Overview of Cisco TrustSec

Cisco TrustSec uses tags to represent logical group privilege. This tag, called a Security Group Tag (SGT), is used in access policies. The SGT is understood and is used to enforce traffic by Cisco switches, routers and firewalls. Cisco TrustSec is defined in three phases: classification, propagation and enforcement.

When users and devices connect to a network, the network assigns a specific security group. This process is called classification. Classification can be based on the results of the authentication or by associating the SGT with an IP, VLAN, or port-profile.

After user traffic is classified, then the SGT is propagated from where classification took place, to where enforcement action is invoked. This process is called propagation. Cisco TrustSec has two methods of SGT propagation: inline tagging and SXP.

With inline tagging, the SGT is embedded into the ethernet frame. The ability to embed the SGT within an ethernet frame does require specific hardware support. Therefore network devices that do not have the hardware support use a protocol called SXP (SGT Exchange Protocol). SXP is used to share the SGT to IP address mapping.

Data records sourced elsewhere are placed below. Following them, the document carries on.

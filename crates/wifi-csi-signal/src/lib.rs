//! WiFi CSI Calibration & Metric Extraction
//!
//! This crate turns raw Channel State Information frames into calibrated,
//! physically meaningful quantities: scaled complex channel tensors whose
//! squared magnitudes approximate linear SNR, total received signal
//! strength, per-frame SNR, and per-trace metric matrices (amplitude in dB
//! or inter-antenna phase difference).
//!
//! # Features
//!
//! - **RSS Aggregation**: per-antenna RSSI plus AGC into one dBm figure
//! - **SNR**: RSS against the reported noise floor
//! - **CSI Scaling**: full calibration model (thermal noise, quantization
//!   error, tx power-splitting correction) and a simplified RSSI-only
//!   variant
//! - **Metric Extraction**: trace to `[subcarriers, frames]` matrix
//!
//! # Example
//!
//! ```rust
//! use ndarray::Array3;
//! use num_complex::Complex64;
//! use wifi_csi_core::Frame;
//! use wifi_csi_signal::{extract, scale_trace, CsiMetric};
//!
//! let frame = Frame::builder()
//!     .csi(Array3::from_elem((30, 2, 1), Complex64::new(1.0, 0.5)))
//!     .rssi_raw(-55.0, -58.0, 0.0)
//!     .agc(20.0)
//!     .noise_raw(-92.0)
//!     .build()
//!     .unwrap();
//!
//! let mut trace = vec![frame];
//! scale_trace(&mut trace).unwrap();
//!
//! let amplitude = extract(&trace, CsiMetric::Amplitude, None, true).unwrap();
//! assert_eq!(amplitude.matrix.dim(), (30, 1));
//! ```

#![forbid(unsafe_code)]

pub mod metrics;
pub mod rss;
pub mod scale;

// Re-export main types for convenience
pub use metrics::{extract, CsiMetric, MetricError, MetricExtraction};
pub use rss::{snr, total_rss, TelemetryError, RSS_CALIBRATION_OFFSET_DB};
pub use scale::{
    csi_power, scale_frame, scale_simple, scale_trace, ScaleError, INTEL_SUBCARRIER_NORM,
    SIMPLE_SUBCARRIER_NORM,
};

/// Library version
pub const VERSION: &str = env!("CARGO_PKG_VERSION");

/// Common result type for signal operations
pub type Result<T> = std::result::Result<T, SignalError>;

/// Unified error type for signal operations
#[derive(Debug, thiserror::Error)]
#[non_exhaustive]
pub enum SignalError {
    /// Missing telemetry on a frame
    #[error("telemetry error: {0}")]
    Telemetry(#[from] TelemetryError),

    /// CSI scaling error
    #[error("scaling error: {0}")]
    Scale(#[from] ScaleError),

    /// Metric extraction error
    #[error("metric extraction error: {0}")]
    Metric(#[from] MetricError),
}

/// Prelude module for convenient imports
pub mod prelude {
    pub use crate::metrics::{extract, CsiMetric, MetricExtraction};
    pub use crate::rss::{snr, total_rss};
    pub use crate::scale::{scale_frame, scale_simple, scale_trace};
    pub use crate::{Result, SignalError};
    pub use wifi_csi_core::prelude::*;
}
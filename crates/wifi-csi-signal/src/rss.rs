//! Received signal strength aggregation and SNR.
//!
//! Combines the three per-antenna RSSI readings and the AGC setting into a
//! single total RSS figure in dBm, and derives per-frame SNR from it.
//! The aggregation follows the Intel 5300 firmware convention: sum present
//! antennas in the linear power domain, convert back with the power dB
//! convention, then subtract the fixed front-end calibration offset and the
//! AGC gain.

use thiserror::Error;
use wifi_csi_core::{db, DbUnit, Frame, Rssi};

/// Fixed front-end calibration offset in dB (Intel 5300 datasheet value).
pub const RSS_CALIBRATION_OFFSET_DB: f64 = 44.0;

/// Errors raised when a frame lacks the telemetry a computation needs.
#[derive(Error, Debug, PartialEq, Eq)]
#[non_exhaustive]
pub enum TelemetryError {
    /// A required telemetry field was absent from the capture record.
    #[error("frame is missing required telemetry field `{field}`")]
    MissingField {
        /// Name of the absent field
        field: &'static str,
    },
}

/// Total received signal strength in dBm.
///
/// Antennas reported as [`Rssi::NotPresent`] contribute nothing to the
/// linear power sum. With all three absent the sum is exactly zero and the
/// result is `-inf - 44 - agc`, i.e. negative infinity; this never panics
/// and callers must tolerate the infinite sentinel.
#[must_use]
pub fn total_rss(rssi_a: Rssi, rssi_b: Rssi, rssi_c: Rssi, agc_db: f64) -> f64 {
    let sum_mw: f64 = [rssi_a, rssi_b, rssi_c]
        .iter()
        .filter_map(Rssi::linear_mw)
        .sum();

    db(sum_mw, DbUnit::Power) - RSS_CALIBRATION_OFFSET_DB - agc_db
}

/// Signal-to-noise ratio of a frame in dB.
///
/// The noise floor is taken exactly as the firmware reported it, sentinel
/// included: an undefined floor (`-127`) deliberately surfaces as an
/// implausibly high SNR rather than being remapped the way the scaler
/// remaps it.
///
/// # Errors
///
/// Returns [`TelemetryError::MissingField`] naming the first absent field
/// before any computation is attempted.
pub fn snr(frame: &Frame) -> Result<f64, TelemetryError> {
    let rssi_a = frame
        .rssi_a
        .ok_or(TelemetryError::MissingField { field: "rssi_a" })?;
    let rssi_b = frame
        .rssi_b
        .ok_or(TelemetryError::MissingField { field: "rssi_b" })?;
    let rssi_c = frame
        .rssi_c
        .ok_or(TelemetryError::MissingField { field: "rssi_c" })?;
    let agc = frame
        .agc
        .ok_or(TelemetryError::MissingField { field: "agc" })?;
    let noise = frame
        .noise
        .ok_or(TelemetryError::MissingField { field: "noise" })?;

    let rss_dbm = total_rss(rssi_a, rssi_b, rssi_c, agc);
    Ok(rss_dbm - noise.reported_dbm())
}

#[cfg(test)]
mod tests {
    use super::*;
    use approx::assert_relative_eq;
    use ndarray::Array3;
    use num_complex::Complex64;
    use wifi_csi_core::dbinv;

    fn telemetry_frame() -> Frame {
        Frame::builder()
            .csi(Array3::from_elem((30, 1, 1), Complex64::new(1.0, 0.0)))
            .rssi_raw(-50.0, 0.0, 0.0)
            .agc(10.0)
            .noise_raw(-92.0)
            .build()
            .unwrap()
    }

    #[test]
    fn test_single_antenna_rss() {
        // db(dbinv(-50), pow) - 44 - 10 = -104 dBm
        let rss = total_rss(Rssi::Dbm(-50.0), Rssi::NotPresent, Rssi::NotPresent, 10.0);
        assert_relative_eq!(rss, -104.0, epsilon = 1e-10);
        assert_relative_eq!(rss, db(dbinv(-50.0), DbUnit::Power) - 54.0, epsilon = 1e-10);
    }

    #[test]
    fn test_multi_antenna_rss_sums_linear_power() {
        // Two equal antennas double the linear power: +10*log10(2) ~ 3.01 dB
        let one = total_rss(Rssi::Dbm(-50.0), Rssi::NotPresent, Rssi::NotPresent, 0.0);
        let two = total_rss(Rssi::Dbm(-50.0), Rssi::Dbm(-50.0), Rssi::NotPresent, 0.0);
        assert_relative_eq!(two - one, 10.0 * 2f64.log10(), epsilon = 1e-10);
    }

    #[test]
    fn test_all_antennas_absent_yields_negative_infinity() {
        for agc in [-20.0, 0.0, 37.0] {
            let rss = total_rss(Rssi::NotPresent, Rssi::NotPresent, Rssi::NotPresent, agc);
            assert!(rss.is_infinite() && rss < 0.0, "agc={agc} gave {rss}");
        }
    }

    #[test]
    fn test_snr_measured_noise() {
        let frame = telemetry_frame();
        let snr_db = snr(&frame).unwrap();
        // RSS = -104 dBm, noise = -92 dBm
        assert_relative_eq!(snr_db, -12.0, epsilon = 1e-10);
    }

    #[test]
    fn test_snr_uses_reported_noise_not_remap() {
        // The scaler remaps -127 to -92; SNR keeps the raw sentinel, so an
        // undefined floor inflates the SNR by 35 dB relative to the remap.
        let mut frame = telemetry_frame();
        frame.noise = Some(wifi_csi_core::NoiseFloor::from_raw(-127.0));
        let snr_db = snr(&frame).unwrap();
        assert_relative_eq!(snr_db, -104.0 + 127.0, epsilon = 1e-10);
    }

    #[test]
    fn test_snr_missing_fields() {
        let fields: [(&str, fn(&mut Frame)); 5] = [
            ("rssi_a", |f| f.rssi_a = None),
            ("rssi_b", |f| f.rssi_b = None),
            ("rssi_c", |f| f.rssi_c = None),
            ("agc", |f| f.agc = None),
            ("noise", |f| f.noise = None),
        ];

        for (name, clear) in fields {
            let mut frame = telemetry_frame();
            clear(&mut frame);
            assert_eq!(
                snr(&frame),
                Err(TelemetryError::MissingField { field: name }),
            );
        }
    }

    #[test]
    fn test_absent_antenna_is_not_a_missing_field() {
        // rssi_b/_c carry the in-band "antenna absent" marker; the field
        // itself is present, so SNR must succeed.
        let frame = telemetry_frame();
        assert_eq!(frame.rssi_b, Some(Rssi::NotPresent));
        assert!(snr(&frame).is_ok());
    }
}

This allows the SGT propagation to continue to the next device in the path.

Finally an enforcement device controls traffic based on the tag information. A TrustSec enforcement point can be a Cisco firewall, router, or switch. The enforcement device takes the source SGT and looks it up against the destination SGT to determine if the traffic should be allowed or denied. If the enforcement device is a Cisco firewall, then it also allows stateful firewall processing and IPS deep packet inspection using the same source SGT in a single firewall rule.

For more information about classification and enforcement, refer to Cisco TrustSec Quick Start Configuration Guide.

SGT Inline Tagging

Each security group in a CTS domain is assigned a unique 16-bit tag called the “Scalable Group Tag” (SGT). The SGT is a single label indicating the privileges of the source within the entire network. It is in turn propagated between network hops allowing any intermediary devices (switches, routers) to enforce polices based on the identity tag.

CTS-capable devices have built-in hardware capabilities than can send and receive packets with SGT embedded in the MAC (L2) layer. This feature is called “L2-SGT Imposition.” It allows Ethernet interfaces on the device to be enabled for L2-SGT imposition so that device can insert an SGT in the packet to be carried to its next hop Ethernet neighbor. SGT-over-Ethernet is a method of hop-by-hop propagation of SGT embedded in clear-text (unencrypted) Ethernet packets. Inline identity propagation is scalable, provides near line-rate performance and avoids control plane overhead.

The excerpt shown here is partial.